# The task
Please copy each line of the listing that includes the string "during".

---------- Given records

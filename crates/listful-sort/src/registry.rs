//! Orderable-field configuration and resolution
//!
//! Each entity type declares once, at startup, which of its fields may be
//! sorted on and what its default ordering is. [`resolve`] then turns a
//! parsed, untrusted sort state into the final entry sequence an ordering
//! clause is built from: unknown fields are dropped silently, the default
//! steps in when nothing (valid) was requested, and a `stable` default is
//! appended to every resolution as a tiebreaker.
//!
//! Configurations live in a process-wide registry populated during
//! startup and read-only afterwards; concurrent readers need no
//! coordination once initialization is done.

use std::collections::HashMap;
use std::sync::RwLock;

use crate::codec;
use crate::direction::SortDirection;
use crate::entry::SortEntry;
use crate::error::{ConfigError, Result};
use crate::params::RequestParams;

/// The default ordering of an entity type
#[derive(Debug, Clone, PartialEq, Eq)]
pub struct DefaultOrder {
	/// Field sorted on when the request supplies no valid sort state
	pub field: String,
	/// Direction the default field is sorted in
	pub direction: SortDirection,
	/// When `true`, the default is appended to *every* resolution as a
	/// tiebreaker, even when explicit fields are present
	pub stable: bool,
}

/// Sort policy for one entity type.
///
/// Immutable once built. Construct via [`OrderableConfig::builder`],
/// seeding it with the entity's full field list (schema introspection is
/// the caller's concern), then narrow with [`only`] / [`except`] and pick
/// a default.
///
/// [`only`]: OrderableConfigBuilder::only
/// [`except`]: OrderableConfigBuilder::except
///
/// # Examples
///
/// ```rust
/// use listful_sort::{OrderableConfig, SortDirection, SortEntry};
///
/// let config = OrderableConfig::builder(["id", "login", "first_name", "password_salt"])
///     .except(["id", "password_salt"])
///     .default_order("login", SortDirection::Descending)
///     .build();
///
/// let resolved = config.resolve(&[SortEntry::ascending("first_name")]).unwrap();
/// assert_eq!(resolved, vec![SortEntry::ascending("first_name")]);
/// ```
#[derive(Debug, Clone, PartialEq, Eq)]
pub struct OrderableConfig {
	allowed_fields: Vec<String>,
	default: DefaultOrder,
}

impl OrderableConfig {
	/// Starts building a configuration from the entity's full field list
	pub fn builder<I, S>(all_fields: I) -> OrderableConfigBuilder
	where
		I: IntoIterator<Item = S>,
		S: Into<String>,
	{
		OrderableConfigBuilder {
			fields: all_fields.into_iter().map(Into::into).collect(),
			default: None,
			stable: false,
		}
	}

	/// The fields this entity permits as sort keys
	pub fn allowed_fields(&self) -> &[String] {
		&self.allowed_fields
	}

	/// The configured default ordering
	pub fn default_order(&self) -> &DefaultOrder {
		&self.default
	}

	/// Whether `field` may be sorted on
	pub fn allows(&self, field: &str) -> bool {
		self.allowed_fields.iter().any(|f| f == field)
	}

	/// Resolves a parsed sort state into the final entry sequence.
	///
	/// Entries naming fields outside the orderable set are dropped and
	/// logged, never surfaced: they are user-supplied request data. The
	/// default ordering is used as the sole entry when nothing valid
	/// remains, and appended after the explicit entries when `stable`.
	/// A stable default is appended unconditionally, even when its field
	/// already appears explicitly; deduplicating would change the emitted
	/// clause.
	///
	/// The only failure is a default field outside the orderable set,
	/// which is a configuration mistake and reported as such. It is
	/// checked here rather than at construction so configurations can be
	/// assembled in any order.
	pub fn resolve(&self, parsed: &[SortEntry]) -> Result<Vec<SortEntry>> {
		if !self.allows(&self.default.field) {
			return Err(ConfigError::DefaultFieldNotOrderable(
				self.default.field.clone(),
			));
		}

		let mut resolved: Vec<SortEntry> = parsed
			.iter()
			.filter(|entry| {
				let allowed = self.allows(&entry.field);
				if !allowed {
					tracing::debug!(field = %entry.field, "dropping unorderable sort field");
				}
				allowed
			})
			.cloned()
			.collect();

		if resolved.is_empty() || self.default.stable {
			resolved.push(SortEntry::new(&self.default.field, self.default.direction));
		}

		Ok(resolved)
	}
}

/// Builder for [`OrderableConfig`].
///
/// When neither [`only`] nor [`except`] is called, every seeded field is
/// orderable; when no default is picked, the first orderable field sorts
/// ascending by default.
///
/// [`only`]: Self::only
/// [`except`]: Self::except
#[derive(Debug, Clone)]
pub struct OrderableConfigBuilder {
	fields: Vec<String>,
	default: Option<(String, SortDirection)>,
	stable: bool,
}

impl OrderableConfigBuilder {
	/// Restricts the orderable set to exactly these fields
	pub fn only<I, S>(mut self, fields: I) -> Self
	where
		I: IntoIterator<Item = S>,
		S: Into<String>,
	{
		self.fields = fields.into_iter().map(Into::into).collect();
		self
	}

	/// Removes fields from the orderable set
	pub fn except<I, S>(mut self, fields: I) -> Self
	where
		I: IntoIterator<Item = S>,
		S: Into<String>,
	{
		let excluded: Vec<String> = fields.into_iter().map(Into::into).collect();
		self.fields.retain(|field| !excluded.contains(field));
		self
	}

	/// Picks the default sort field and direction.
	///
	/// Membership of the field in the orderable set is validated lazily
	/// at first [`OrderableConfig::resolve`], not here.
	pub fn default_order(mut self, field: impl Into<String>, direction: SortDirection) -> Self {
		self.default = Some((field.into(), direction));
		self
	}

	/// Makes the default a stable tiebreaker appended to every
	/// resolution
	pub fn stable(mut self, stable: bool) -> Self {
		self.stable = stable;
		self
	}

	/// Finishes the configuration
	pub fn build(self) -> OrderableConfig {
		let (field, direction) = self.default.unwrap_or_else(|| {
			(
				self.fields.first().cloned().unwrap_or_default(),
				SortDirection::Ascending,
			)
		});
		OrderableConfig {
			allowed_fields: self.fields,
			default: DefaultOrder {
				field,
				direction,
				stable: self.stable,
			},
		}
	}
}

/// Process-wide configuration registry, populated during startup
static CONFIGS: RwLock<Option<HashMap<String, OrderableConfig>>> = RwLock::new(None);

/// Registers an entity type's orderable configuration.
///
/// Must be called during startup, before request handling begins.
/// Registering the same key twice is a configuration error; the registry
/// is immutable for the lifetime of the process.
pub fn register(entity_key: impl Into<String>, config: OrderableConfig) -> Result<()> {
	let key = entity_key.into();
	let mut configs = CONFIGS.write().unwrap();
	let configs = configs.get_or_insert_with(HashMap::new);
	if configs.contains_key(&key) {
		return Err(ConfigError::AlreadyRegistered(key));
	}
	tracing::debug!(entity = %key, "registered orderable configuration");
	configs.insert(key, config);
	Ok(())
}

/// Looks up an entity's registered configuration
pub fn config(entity_key: &str) -> Option<OrderableConfig> {
	CONFIGS
		.read()
		.unwrap()
		.as_ref()
		.and_then(|configs| configs.get(entity_key))
		.cloned()
}

/// Resolves a parsed sort state against an entity's registered
/// configuration.
///
/// See [`OrderableConfig::resolve`] for the resolution rules. Fails with
/// [`ConfigError::UnknownEntity`] when nothing was registered for the
/// key.
pub fn resolve(entity_key: &str, parsed: &[SortEntry]) -> Result<Vec<SortEntry>> {
	match config(entity_key) {
		Some(config) => config.resolve(parsed),
		None => Err(ConfigError::UnknownEntity(entity_key.to_string())),
	}
}

/// Builds the data-source ordering clause for a resolved entry sequence.
///
/// The output is the core's boundary with the data layer:
/// `"field1 ASC, field2 DESC"`, ready for an ORDER BY equivalent.
pub fn order_clause(entries: &[SortEntry]) -> String {
	entries
		.iter()
		.map(|entry| format!("{} {}", entry.field, entry.direction.as_sql_str()))
		.collect::<Vec<_>>()
		.join(", ")
}

/// Entity types that can be ordered from request parameters.
///
/// The trait ties an entity to its table key, which namespaces both its
/// sort parameters and its registry entry, and provides the end-to-end
/// shortcut from request parameters to ordering clause.
///
/// # Examples
///
/// ```rust
/// use listful_sort::{registry, Orderable, OrderableConfig, RequestParams, SortDirection};
///
/// struct User;
///
/// impl Orderable for User {
///     fn table_key() -> &'static str {
///         "users"
///     }
/// }
///
/// registry::register(
///     User::table_key(),
///     OrderableConfig::builder(["login", "first_name"])
///         .default_order("login", SortDirection::Descending)
///         .build(),
/// )
/// .unwrap();
///
/// let params = RequestParams::new();
/// let clause = User::ordered_from(&params).unwrap();
/// assert_eq!(clause.as_deref(), Some("login DESC"));
/// ```
pub trait Orderable {
	/// The table key namespacing this entity's sort parameters and
	/// registry entry
	fn table_key() -> &'static str;

	/// Derives the ordering clause for the current request.
	///
	/// Parses the entity's sort state out of `params`, resolves it
	/// against the registered configuration and returns the finished
	/// clause, or `None` when resolution produced no entries.
	fn ordered_from(params: &RequestParams) -> Result<Option<String>> {
		let parsed = codec::parse(params, Self::table_key());
		let resolved = resolve(Self::table_key(), &parsed)?;
		if resolved.is_empty() {
			Ok(None)
		} else {
			Ok(Some(order_clause(&resolved)))
		}
	}
}

#[cfg(test)]
mod tests {
	use super::*;
	use rstest::rstest;

	fn users_config() -> OrderableConfig {
		OrderableConfig::builder(["login", "first_name"])
			.default_order("login", SortDirection::Descending)
			.build()
	}

	#[rstest]
	fn test_builder_only_narrows_fields() {
		let config = OrderableConfig::builder(["id", "login", "email"])
			.only(["login", "email"])
			.build();
		assert_eq!(config.allowed_fields(), ["login", "email"]);
	}

	#[rstest]
	fn test_builder_except_removes_fields() {
		let config = OrderableConfig::builder(["id", "login", "password_salt"])
			.except(["id", "password_salt"])
			.build();
		assert_eq!(config.allowed_fields(), ["login"]);
	}

	#[rstest]
	fn test_builder_default_falls_back_to_first_field() {
		let config = OrderableConfig::builder(["login", "email"]).build();
		let default = config.default_order();
		assert_eq!(default.field, "login");
		assert_eq!(default.direction, SortDirection::Ascending);
		assert!(!default.stable);
	}

	#[rstest]
	fn test_resolve_filters_unknown_fields() {
		let resolved = users_config()
			.resolve(&[
				SortEntry::ascending("first_name"),
				SortEntry::descending("password_salt"),
			])
			.unwrap();
		assert_eq!(resolved, vec![SortEntry::ascending("first_name")]);
	}

	#[rstest]
	fn test_resolve_empty_uses_default() {
		let resolved = users_config().resolve(&[]).unwrap();
		assert_eq!(resolved, vec![SortEntry::descending("login")]);
	}

	#[rstest]
	fn test_resolve_all_filtered_uses_default() {
		let resolved = users_config()
			.resolve(&[SortEntry::ascending("password_salt")])
			.unwrap();
		assert_eq!(resolved, vec![SortEntry::descending("login")]);
	}

	#[rstest]
	fn test_resolve_stable_appends_default() {
		let config = OrderableConfig::builder(["id", "name"])
			.default_order("id", SortDirection::Ascending)
			.stable(true)
			.build();

		let resolved = config.resolve(&[SortEntry::descending("name")]).unwrap();

		assert_eq!(
			resolved,
			vec![SortEntry::descending("name"), SortEntry::ascending("id")]
		);
	}

	#[rstest]
	fn test_resolve_stable_default_not_deduplicated() {
		let config = OrderableConfig::builder(["id", "name"])
			.default_order("id", SortDirection::Ascending)
			.stable(true)
			.build();

		let resolved = config.resolve(&[SortEntry::descending("id")]).unwrap();

		assert_eq!(
			resolved,
			vec![SortEntry::descending("id"), SortEntry::ascending("id")]
		);
	}

	#[rstest]
	fn test_resolve_rejects_default_outside_orderable_set() {
		let config = OrderableConfig::builder(["login"])
			.default_order("created_at", SortDirection::Ascending)
			.build();

		let err = config.resolve(&[]).unwrap_err();

		assert_eq!(
			err,
			ConfigError::DefaultFieldNotOrderable("created_at".to_string())
		);
	}

	#[rstest]
	fn test_order_clause_joins_with_sql_directions() {
		let entries = vec![
			SortEntry::descending("last_name"),
			SortEntry::ascending("first_name"),
		];
		assert_eq!(order_clause(&entries), "last_name DESC, first_name ASC");
	}

	#[rstest]
	fn test_order_clause_empty_is_empty() {
		assert_eq!(order_clause(&[]), "");
	}

	#[rstest]
	fn test_register_twice_is_an_error() {
		// Registry is process-wide; use a key unique to this test.
		let key = "registry_test_register_twice";
		register(key, users_config()).unwrap();

		let err = register(key, users_config()).unwrap_err();

		assert_eq!(err, ConfigError::AlreadyRegistered(key.to_string()));
	}

	#[rstest]
	fn test_resolve_unknown_entity_is_an_error() {
		let err = resolve("registry_test_never_registered", &[]).unwrap_err();
		assert_eq!(
			err,
			ConfigError::UnknownEntity("registry_test_never_registered".to_string())
		);
	}
}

--------------------

# Answer to the problem
//! Configurations live in a process-wide registry populated during
/// Process-wide configuration registry, populated during startup
/// Must be called during startup, before request handling begins.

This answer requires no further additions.